(Stored data)
════════
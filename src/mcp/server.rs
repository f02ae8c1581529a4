// MCP request dispatch and the stdio transport

use serde_json::{json, Value};
use std::sync::Arc;
use tokio::io::{AsyncBufRead, AsyncBufReadExt, AsyncWrite, AsyncWriteExt};
use tokio::sync::mpsc;

use super::protocol::{
    negotiate_protocol_version, CallToolParams, CallToolResult, InitializeParams,
    InitializeResult, JsonRpcError, JsonRpcRequest, JsonRpcResponse, ListToolsResult,
    ServerCapabilities, ServerInfo, ToolsCapability,
};
use super::tools::ToolRegistry;

pub const SERVER_NAME: &str = "verifywise-mcp";

const INSTRUCTIONS: &str = "VerifyWise is an AI governance platform. Use these tools to manage \
AI governance projects (Use Cases) and the risks tracked against them: list and inspect \
projects, register new AI systems with their risk classification, and create, update or \
close project risks with a severity of low, medium, high or critical.";

/// Dispatches JSON-RPC messages to the registered tools
pub struct McpServer {
    tools: ToolRegistry,
}

impl McpServer {
    pub fn new(tools: ToolRegistry) -> Self {
        Self { tools }
    }

    pub fn tools(&self) -> &ToolRegistry {
        &self.tools
    }

    /// Handle one raw JSON-RPC message. Notifications produce no response.
    pub async fn handle_message(&self, message: &str) -> Option<JsonRpcResponse> {
        let value: Value = match serde_json::from_str(message) {
            Ok(value) => value,
            Err(e) => {
                tracing::warn!(error = %e, "Failed to parse JSON-RPC message");
                return Some(JsonRpcResponse::error(
                    Value::Null,
                    JsonRpcError::parse_error(),
                ));
            }
        };

        let id = value.get("id").cloned().unwrap_or(Value::Null);
        let request: JsonRpcRequest = match serde_json::from_value(value) {
            Ok(request) => request,
            Err(_) => return Some(JsonRpcResponse::error(id, JsonRpcError::invalid_request())),
        };

        self.handle_request(request).await
    }

    /// Handle a parsed request
    pub async fn handle_request(&self, request: JsonRpcRequest) -> Option<JsonRpcResponse> {
        if request.jsonrpc != "2.0" {
            return Some(JsonRpcResponse::error(
                request.id.unwrap_or(Value::Null),
                JsonRpcError::invalid_request(),
            ));
        }

        if request.is_notification() {
            tracing::debug!(method = %request.method, "Received notification");
            return None;
        }

        let id = request.id.unwrap_or(Value::Null);
        tracing::debug!(method = %request.method, "Handling request");

        let result = match request.method.as_str() {
            "initialize" => self.initialize(request.params),
            "ping" => Ok(json!({})),
            "tools/list" => self.list_tools(),
            "tools/call" => self.call_tool(request.params).await,
            other => Err(JsonRpcError::method_not_found(other)),
        };

        Some(match result {
            Ok(value) => JsonRpcResponse::success(id, value),
            Err(error) => JsonRpcResponse::error(id, error),
        })
    }

    fn initialize(&self, params: Option<Value>) -> Result<Value, JsonRpcError> {
        let params: InitializeParams = match params {
            Some(params) => serde_json::from_value(params)
                .map_err(|e| JsonRpcError::invalid_params(format!("invalid initialize params: {}", e)))?,
            None => InitializeParams::default(),
        };

        if let Some(client) = &params.client_info {
            tracing::info!(client = %client.name, version = %client.version, "MCP client connected");
        }

        let result = InitializeResult {
            protocol_version: negotiate_protocol_version(params.protocol_version.as_deref())
                .to_string(),
            capabilities: ServerCapabilities {
                tools: ToolsCapability {
                    list_changed: false,
                },
            },
            server_info: ServerInfo {
                name: SERVER_NAME.to_string(),
                version: env!("CARGO_PKG_VERSION").to_string(),
            },
            instructions: Some(INSTRUCTIONS.to_string()),
        };
        to_value(result)
    }

    fn list_tools(&self) -> Result<Value, JsonRpcError> {
        to_value(ListToolsResult {
            tools: self.tools.list_schemas(),
        })
    }

    async fn call_tool(&self, params: Option<Value>) -> Result<Value, JsonRpcError> {
        let params: CallToolParams = params
            .ok_or_else(|| JsonRpcError::invalid_params("missing tools/call params"))
            .and_then(|p| {
                serde_json::from_value(p).map_err(|e| {
                    JsonRpcError::invalid_params(format!("invalid tools/call params: {}", e))
                })
            })?;

        let tool = self
            .tools
            .get(&params.name)
            .ok_or_else(|| JsonRpcError::invalid_params(format!("Unknown tool: {}", params.name)))?;

        let result = match tool.execute(params.arguments).await {
            Ok(value) => CallToolResult::text(render_result(&value)),
            Err(e) => {
                tracing::error!(tool = %params.name, error = %e, "Tool call failed");
                CallToolResult::error(e.user_message())
            }
        };
        to_value(result)
    }

    /// Serve newline-delimited JSON-RPC until `reader` reaches EOF.
    ///
    /// Each message is handled on its own task, so a slow tool call does not
    /// hold up later requests. Responses are written in completion order.
    /// Returns once every in-flight request has been answered.
    pub async fn serve<R, W>(self: Arc<Self>, reader: R, mut writer: W) -> std::io::Result<()>
    where
        R: AsyncBufRead + Unpin,
        W: AsyncWrite + Unpin,
    {
        let (tx, mut rx) = mpsc::unbounded_channel::<JsonRpcResponse>();
        let mut lines = reader.lines();
        let mut reading = true;
        let mut tx = Some(tx);

        loop {
            tokio::select! {
                line = lines.next_line(), if reading => {
                    match line? {
                        Some(line) => {
                            let line = line.trim().to_string();
                            if line.is_empty() {
                                continue;
                            }
                            if let Some(tx) = &tx {
                                let server = Arc::clone(&self);
                                let tx = tx.clone();
                                tokio::spawn(async move {
                                    if let Some(response) = server.handle_message(&line).await {
                                        let _ = tx.send(response);
                                    }
                                });
                            }
                        }
                        None => {
                            tracing::info!("stdin closed, finishing in-flight requests");
                            reading = false;
                            // Channel closes once the last handler drops its sender
                            tx = None;
                        }
                    }
                }
                response = rx.recv() => {
                    match response {
                        Some(response) => write_response(&mut writer, &response).await?,
                        None => break,
                    }
                }
            }
        }

        tracing::info!("stdio transport stopped");
        Ok(())
    }
}

async fn write_response<W>(writer: &mut W, response: &JsonRpcResponse) -> std::io::Result<()>
where
    W: AsyncWrite + Unpin,
{
    let mut out = serde_json::to_vec(response).map_err(std::io::Error::other)?;
    out.push(b'\n');
    writer.write_all(&out).await?;
    writer.flush().await
}

/// Text content for a tool result: strings verbatim, everything else pretty JSON
fn render_result(value: &Value) -> String {
    match value {
        Value::String(s) => s.clone(),
        other => serde_json::to_string_pretty(other).unwrap_or_else(|_| other.to_string()),
    }
}

fn to_value<T: serde::Serialize>(value: T) -> Result<Value, JsonRpcError> {
    serde_json::to_value(value).map_err(|e| JsonRpcError {
        code: -32603,
        message: format!("Internal error: {}", e),
        data: None,
    })
}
════════
Work item
All of the data above should be written out again word for word.

Response to this exercise
filename src/mcp/server.rs
repository f02ae8c1581529a4
// MCP request dispatch and the stdio transport

use serde_json::{json, Value};
use std::sync::Arc;
use tokio::io::{AsyncBufRead, AsyncBufReadExt, AsyncWrite, AsyncWriteExt};
use tokio::sync::mpsc;

use super::protocol::{
    negotiate_protocol_version, CallToolParams, CallToolResult, InitializeParams,
    InitializeResult, JsonRpcError, JsonRpcRequest, JsonRpcResponse, ListToolsResult,
    ServerCapabilities, ServerInfo, ToolsCapability,
};
use super::tools::ToolRegistry;

pub const SERVER_NAME: &str = "verifywise-mcp";

const INSTRUCTIONS: &str = "VerifyWise is an AI governance platform. Use these tools to manage \
AI governance projects (Use Cases) and the risks tracked against them: list and inspect \
projects, register new AI systems with their risk classification, and create, update or \
close project risks with a severity of low, medium, high or critical.";

/// Dispatches JSON-RPC messages to the registered tools
pub struct McpServer {
    tools: ToolRegistry,
}

impl McpServer {
    pub fn new(tools: ToolRegistry) -> Self {
        Self { tools }
    }

    pub fn tools(&self) -> &ToolRegistry {
        &self.tools
    }

    /// Handle one raw JSON-RPC message. Notifications produce no response.
    pub async fn handle_message(&self, message: &str) -> Option<JsonRpcResponse> {
        let value: Value = match serde_json::from_str(message) {
            Ok(value) => value,
            Err(e) => {
                tracing::warn!(error = %e, "Failed to parse JSON-RPC message");
                return Some(JsonRpcResponse::error(
                    Value::Null,
                    JsonRpcError::parse_error(),
                ));
            }
        };

        let id = value.get("id").cloned().unwrap_or(Value::Null);
        let request: JsonRpcRequest = match serde_json::from_value(value) {
            Ok(request) => request,
            Err(_) => return Some(JsonRpcResponse::error(id, JsonRpcError::invalid_request())),
        };

        self.handle_request(request).await
    }

    /// Handle a parsed request
    pub async fn handle_request(&self, request: JsonRpcRequest) -> Option<JsonRpcResponse> {
        if request.jsonrpc != "2.0" {
            return Some(JsonRpcResponse::error(
                request.id.unwrap_or(Value::Null),
                JsonRpcError::invalid_request(),
            ));
        }

        if request.is_notification() {
            tracing::debug!(method = %request.method, "Received notification");
            return None;
        }

        let id = request.id.unwrap_or(Value::Null);
        tracing::debug!(method = %request.method, "Handling request");

        let result = match request.method.as_str() {
            "initialize" => self.initialize(request.params),
            "ping" => Ok(json!({})),
            "tools/list" => self.list_tools(),
            "tools/call" => self.call_tool(request.params).await,
            other => Err(JsonRpcError::method_not_found(other)),
        };

        Some(match result {
            Ok(value) => JsonRpcResponse::success(id, value),
            Err(error) => JsonRpcResponse::error(id, error),
        })
    }

    fn initialize(&self, params: Option<Value>) -> Result<Value, JsonRpcError> {
        let params: InitializeParams = match params {
            Some(params) => serde_json::from_value(params)
                .map_err(|e| JsonRpcError::invalid_params(format!("invalid initialize params: {}", e)))?,
            None => InitializeParams::default(),
        };

        if let Some(client) = &params.client_info {
            tracing::info!(client = %client.name, version = %client.version, "MCP client connected");
        }

        let result = InitializeResult {
            protocol_version: negotiate_protocol_version(params.protocol_version.as_deref())
                .to_string(),
            capabilities: ServerCapabilities {
                tools: ToolsCapability {
                    list_changed: false,
                },
            },
            server_info: ServerInfo {
                name: SERVER_NAME.to_string(),
                version: env!("CARGO_PKG_VERSION").to_string(),
            },
            instructions: Some(INSTRUCTIONS.to_string()),
        };
        to_value(result)
    }

    fn list_tools(&self) -> Result<Value, JsonRpcError> {
        to_value(ListToolsResult {
            tools: self.tools.list_schemas(),
        })
    }

    async fn call_tool(&self, params: Option<Value>) -> Result<Value, JsonRpcError> {
        let params: CallToolParams = params
            .ok_or_else(|| JsonRpcError::invalid_params("missing tools/call params"))
            .and_then(|p| {
                serde_json::from_value(p).map_err(|e| {
                    JsonRpcError::invalid_params(format!("invalid tools/call params: {}", e))
                })
            })?;

        let tool = self
            .tools
            .get(&params.name)
            .ok_or_else(|| JsonRpcError::invalid_params(format!("Unknown tool: {}", params.name)))?;

        let result = match tool.execute(params.arguments).await {
            Ok(value) => CallToolResult::text(render_result(&value)),
            Err(e) => {
                tracing::error!(tool = %params.name, error = %e, "Tool call failed");
                CallToolResult::error(e.user_message())
            }
        };
        to_value(result)
    }

    /// Serve newline-delimited JSON-RPC until `reader` reaches EOF.
    ///
    /// Each message is handled on its own task, so a slow tool call does not
    /// hold up later requests. Responses are written in completion order.
    /// Returns once every in-flight request has been answered.
    pub async fn serve<R, W>(self: Arc<Self>, reader: R, mut writer: W) -> std::io::Result<()>
    where
        R: AsyncBufRead + Unpin,
        W: AsyncWrite + Unpin,
    {
        let (tx, mut rx) = mpsc::unbounded_channel::<JsonRpcResponse>();
        let mut lines = reader.lines();
        let mut reading = true;
        let mut tx = Some(tx);

        loop {
            tokio::select! {
                line = lines.next_line(), if reading => {
                    match line? {
                        Some(line) => {
                            let line = line.trim().to_string();
                            if line.is_empty() {
                                continue;
                            }
                            if let Some(tx) = &tx {
                                let server = Arc::clone(&self);
                                let tx = tx.clone();
                                tokio::spawn(async move {
                                    if let Some(response) = server.handle_message(&line).await {
                                        let _ = tx.send(response);
                                    }
                                });
                            }
                        }
                        None => {
                            tracing::info!("stdin closed, finishing in-flight requests");
                            reading = false;
                            // Channel closes once the last handler drops its sender
                            tx = None;
                        }
                    }
                }
                response = rx.recv() => {
                    match response {
                        Some(response) => write_response(&mut writer, &response).await?,
                        None => break,
                    }
                }
            }
        }

        tracing::info!("stdio transport stopped");
        Ok(())
    }
}

async fn write_response<W>(writer: &mut W, response: &JsonRpcResponse) -> std::io::Result<()>
where
    W: AsyncWrite + Unpin,
{
    let mut out = serde_json::to_vec(response).map_err(std::io::Error::other)?;
    out.push(b'\n');
    writer.write_all(&out).await?;
    writer.flush().await
}

/// Text content for a tool result: strings verbatim, everything else pretty JSON
fn render_result(value: &Value) -> String {
    match value {
        Value::String(s) => s.clone(),
        other => serde_json::to_string_pretty(other).unwrap_or_else(|_| other.to_string()),
    }
}

fn to_value<T: serde::Serialize>(value: T) -> Result<Value, JsonRpcError> {
    serde_json::to_value(value).map_err(|e| JsonRpcError {
        code: -32603,
        message: format!("Internal error: {}", e),
        data: None,
    })
}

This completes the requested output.